Unfortunately, there must have been at least one skeptic at the press conference. Hizzoner reportedly “bristled” at suggestions that the city's crime stats are being driven down artificially by numbers-fudging police commanders.
“‘C’mon,” Bloomberg snapped. “It is just not the case. ‘” [Our incredible shrinking crime rate, by David Saltonstall, New York Daily News, May 25, 2004]
Well, I am a skeptic. I say: sure, it’s the case! Because I’ve seen it.
Some reporters – most notably Leonard Levitt of Newsday—have intermittently written on crimes that have been “disappeared” in New York by creative police reporting. But to my knowledge, I am the only journalist actually to have been at the scene of one.
It occurred on December 8, 1995—when New York’s crime decline had been supposedly underway for some five years. At about 10:30 p.m., on a Queens-bound A train, a man ended an argument with two brothers by shooting one of them. Then he exited at Kingston-Throop station, in Bedford Stuyvesant, Brooklyn.

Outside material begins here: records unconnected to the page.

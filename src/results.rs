use serde::{Deserialize, Serialize};

/// Price written when a product page shows none
pub const PRICE_UNAVAILABLE: &str = "N/A";

/// A link discovered on a page that passed every filter
#[derive(Debug, Clone, PartialEq, Eq)]
pub struct LinkCandidate {
    /// Trimmed anchor text, never empty
    pub title: String,

    /// Absolute URL of the link target
    pub url: String,
}

impl LinkCandidate {
    pub fn new(title: impl Into<String>, url: impl Into<String>) -> Self {
        Self {
            title: title.into(),
            url: url.into(),
        }
    }
}

/// One product page that made it through the quality gate
#[derive(Debug, Clone, PartialEq, Eq, Serialize, Deserialize)]
pub struct PageRecord {
    pub title: String,
    pub url: String,
    pub description: String,
    pub price: String,
}

/// The document written at the end of a session
#[derive(Debug, Clone, PartialEq, Eq, Serialize, Deserialize)]
pub struct CrawlDocument {
    pub site: String,
    pub address: String,
    pub total_pages: usize,
    pub pages: Vec<PageRecord>,
}

impl CrawlDocument {
    /// Create a new document; `total_pages` always follows `pages`
    pub fn new(site: String, address: String, pages: Vec<PageRecord>) -> Self {
        Self {
            site,
            address,
            total_pages: pages.len(),
            pages,
        }
    }
}

/// Counters reported at the end of a session
#[derive(Debug, Clone, Copy, Default, PartialEq, Eq)]
pub struct CrawlSummary {
    pub categories: usize,
    pub product_candidates: usize,
    pub records: usize,
    pub dropped: usize,
}
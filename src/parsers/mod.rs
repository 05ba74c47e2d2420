//! HTML querying for catalog pages.
//!
//! Everything in here is synchronous and works on page source that has already
//! been rendered, so it can be exercised without a browser.

pub mod links;
pub mod product;
pub mod text;


use crate::error::CrawlError;
use scraper::Selector;

/// Compile a CSS selector, reporting the offending selector on failure
pub fn compile(selector: &str) -> Result<Selector, CrawlError> {
    Selector::parse(selector).map_err(|e| CrawlError::InvalidSelector(format!("{selector}: {e}")))
}
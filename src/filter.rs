use crate::config::CatalogConfig;
use crate::error::CrawlError;
use regex::Regex;
use url::Url;

/// Decides which discovered URLs are worth following.
///
/// A URL passes when it stays inside the catalog root, is not excluded by one
/// of the regex patterns, and its path looks like a category or product page.
#[derive(Debug)]
pub struct ContentFilter {
    base_url: Url,
    content_markers: Vec<String>,
    exclude_regexes: Vec<Regex>,
}

impl ContentFilter {
    /// Create a new filter rooted at `base_url`
    pub fn new(
        base_url: Url,
        content_markers: Vec<String>,
        exclude_patterns: &[String],
    ) -> Result<Self, CrawlError> {
        let mut exclude_regexes = Vec::with_capacity(exclude_patterns.len());
        for pattern in exclude_patterns {
            exclude_regexes.push(Regex::new(pattern)?);
        }

        let content_markers = content_markers
            .into_iter()
            .map(|marker| marker.to_lowercase())
            .collect();

        Ok(Self {
            base_url,
            content_markers,
            exclude_regexes,
        })
    }

    /// Build the filter described by a crawl configuration
    pub fn from_config(config: &CatalogConfig) -> Result<Self, CrawlError> {
        let base_url = Url::parse(&config.base_url)?;
        Self::new(
            base_url,
            config.content_markers.clone(),
            &config.exclude_patterns,
        )
    }

    pub fn base_url(&self) -> &Url {
        &self.base_url
    }

    /// Determine if a resolved link should become a crawl candidate
    pub fn should_follow(&self, url: &Url) -> bool {
        if !self.is_in_scope(url) {
            return false;
        }

        let url_str = url.as_str();
        if self.exclude_regexes.iter().any(|regex| regex.is_match(url_str)) {
            return false;
        }

        self.is_content(url)
    }

    /// Whether the URL's path marks a category or product page
    pub fn is_content(&self, url: &Url) -> bool {
        self.is_content_path(url.path())
    }

    /// The path must mention a content marker and have at least three
    /// `/`-separated segments, counting the empty one before a leading slash.
    pub fn is_content_path(&self, path: &str) -> bool {
        let path = path.to_lowercase();
        let has_marker = self
            .content_markers
            .iter()
            .any(|marker| path.contains(marker.as_str()));

        has_marker && path.split('/').count() >= 3
    }

    /// Check if a URL shares the root's origin and sits under the root's path
    fn is_in_scope(&self, url: &Url) -> bool {
        if url.origin() != self.base_url.origin() {
            return false;
        }

        let prefix = self.base_url.path().trim_end_matches('/');
        let path = url.path();
        path == prefix || (path.starts_with(prefix) && path[prefix.len()..].starts_with('/'))
    }
}
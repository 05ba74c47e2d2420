use crate::error::CrawlError;
use serde::{Deserialize, Serialize};
use std::fs::File;
use std::io::Read;
use std::path::Path;
use std::time::Duration;

/// A product page whose dedicated description is shorter than this falls back
/// to the text of every paragraph on the page.
pub const MIN_DESCRIPTION_LEN: usize = 50;

/// Pages whose final description is shorter than this are dropped.
pub const QUALITY_MIN_LEN: usize = 100;

/// Configuration for a catalog crawl
#[derive(Debug, Clone, Serialize, Deserialize)]
pub struct CatalogConfig {
    /// Root of the catalog; also the only origin links may point into
    #[serde(default = "default_base_url")]
    pub base_url: String,

    /// Label written to the `site` field of the output document
    #[serde(default = "default_site")]
    pub site: String,

    /// Label written to the `address` field of the output document
    #[serde(default = "default_address")]
    pub address: String,

    /// Path keywords identifying scrapable categories
    #[serde(default = "default_content_markers")]
    pub content_markers: Vec<String>,

    /// Selectors tried in order against the home page to find categories
    #[serde(default = "default_category_selectors")]
    pub category_selectors: Vec<String>,

    /// Selector for product anchors on a category page
    #[serde(default = "default_product_selector")]
    pub product_selector: String,

    /// Pause after each category, in milliseconds
    #[serde(default = "default_politeness_delay_ms")]
    pub politeness_delay_ms: u64,

    /// Below this length the description falls back to all paragraphs
    #[serde(default = "default_min_description_len")]
    pub min_description_len: usize,

    /// Below this length the page is dropped
    #[serde(default = "default_quality_min_len")]
    pub quality_min_len: usize,

    /// Regex patterns for URLs never worth fetching; none unless configured
    #[serde(default)]
    pub exclude_patterns: Vec<String>,

    /// Where the final document is written
    #[serde(default = "default_output_path")]
    pub output_path: String,

    /// URL for the WebDriver instance
    #[serde(default = "default_webdriver_url")]
    pub webdriver_url: String,

    /// Browser session settings
    #[serde(default)]
    pub browser: BrowserConfig,
}

/// Settings for the browser session behind the WebDriver renderer
#[derive(Debug, Clone, Serialize, Deserialize)]
pub struct BrowserConfig {
    #[serde(default = "default_headless")]
    pub headless: bool,

    #[serde(default = "default_window_width")]
    pub window_width: u32,

    #[serde(default = "default_window_height")]
    pub window_height: u32,

    /// Overrides the browser's user agent when set
    #[serde(default, skip_serializing_if = "Option::is_none")]
    pub user_agent: Option<String>,

    /// Upper bound for loading a single page
    #[serde(default = "default_page_load_timeout_secs")]
    pub page_load_timeout_secs: u64,

    /// Upper bound for a wait condition to be satisfied
    #[serde(default = "default_wait_timeout_secs")]
    pub wait_timeout_secs: u64,
}

impl Default for BrowserConfig {
    fn default() -> Self {
        Self {
            headless: default_headless(),
            window_width: default_window_width(),
            window_height: default_window_height(),
            user_agent: None,
            page_load_timeout_secs: default_page_load_timeout_secs(),
            wait_timeout_secs: default_wait_timeout_secs(),
        }
    }
}

impl BrowserConfig {
    pub fn page_load_timeout(&self) -> Duration {
        Duration::from_secs(self.page_load_timeout_secs)
    }

    pub fn wait_timeout(&self) -> Duration {
        Duration::from_secs(self.wait_timeout_secs)
    }
}

fn default_base_url() -> String {
    "https://webscraper.io/test-sites/e-commerce/static".to_string()
}

fn default_site() -> String {
    "WebScraper.io Test Site".to_string()
}

fn default_address() -> String {
    "Demo Address".to_string()
}

fn default_content_markers() -> Vec<String> {
    vec!["computers".to_string(), "phones".to_string()]
}

fn default_category_selectors() -> Vec<String> {
    vec![
        "ul#side-menu > li > a".to_string(),
        "a[href*='/computers']".to_string(),
        "a[href*='/phones']".to_string(),
    ]
}

fn default_product_selector() -> String {
    ".caption a.title".to_string()
}

fn default_politeness_delay_ms() -> u64 {
    1000
}

fn default_min_description_len() -> usize {
    MIN_DESCRIPTION_LEN
}

fn default_quality_min_len() -> usize {
    QUALITY_MIN_LEN
}

fn default_output_path() -> String {
    "demo_content.json".to_string()
}

/// Default value for webdriver_url
fn default_webdriver_url() -> String {
    "http://localhost:4444".to_string()
}

fn default_headless() -> bool {
    true
}

fn default_window_width() -> u32 {
    1280
}

fn default_window_height() -> u32 {
    800
}

fn default_page_load_timeout_secs() -> u64 {
    45
}

fn default_wait_timeout_secs() -> u64 {
    10
}

impl Default for CatalogConfig {
    fn default() -> Self {
        Self {
            base_url: default_base_url(),
            site: default_site(),
            address: default_address(),
            content_markers: default_content_markers(),
            category_selectors: default_category_selectors(),
            product_selector: default_product_selector(),
            politeness_delay_ms: default_politeness_delay_ms(),
            min_description_len: default_min_description_len(),
            quality_min_len: default_quality_min_len(),
            exclude_patterns: Vec::new(),
            output_path: default_output_path(),
            webdriver_url: default_webdriver_url(),
            browser: BrowserConfig::default(),
        }
    }
}

impl CatalogConfig {
    /// Create a configuration for a different catalog root, keeping every other default
    pub fn new(base_url: &str) -> Self {
        Self {
            base_url: base_url.to_string(),
            ..Self::default()
        }
    }

    /// Load configuration from a JSON file
    pub fn from_file<P: AsRef<Path>>(path: P) -> Result<Self, CrawlError> {
        let mut file = File::open(path)?;
        let mut contents = String::new();
        file.read_to_string(&mut contents)?;

        Self::from_json(&contents)
    }

    /// Load configuration from a JSON string
    pub fn from_json(json: &str) -> Result<Self, CrawlError> {
        Ok(serde_json::from_str(json)?)
    }

    pub fn politeness_delay(&self) -> Duration {
        Duration::from_millis(self.politeness_delay_ms)
    }
}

Riding two cars away, I neither saw nor heard the shooting. However, I interviewed a witness, saw the 20-something black victim on a gurney doing a convincing impression of a corpse, his inconsolable, raging (and apparently twin) brother accompanying him, and two emergency medical technicians wheeling away the gurney.
Since the train was a crime scene, we passengers had to exit it and the station, walk through “Bed-Stuy” to the Manhattan-bound local station, take a train three stops, and then turn around on a Queens-bound train that skipped the crime scene station.
It took me over three hours to get home that night.
In the subway below and on the street above, I counted no less than 39 police officers of every rank—an extraordinary response.
The huge response was because, approximately 12 hours earlier, a black supremacist named Roland Smith Jr. a.k.a. Abubunde Mulocko, had entered Jewish-owned Freddie’s Fashion Mart in Harlem, which was besieged by a racist “boycott,” yelled “It’s on!,” and ordered all customers to leave. In what became known as the Harlem Massacre, Smith proceeded to shoot four people, set the store ablaze, murder seven (non-white) store employees, and commit suicide.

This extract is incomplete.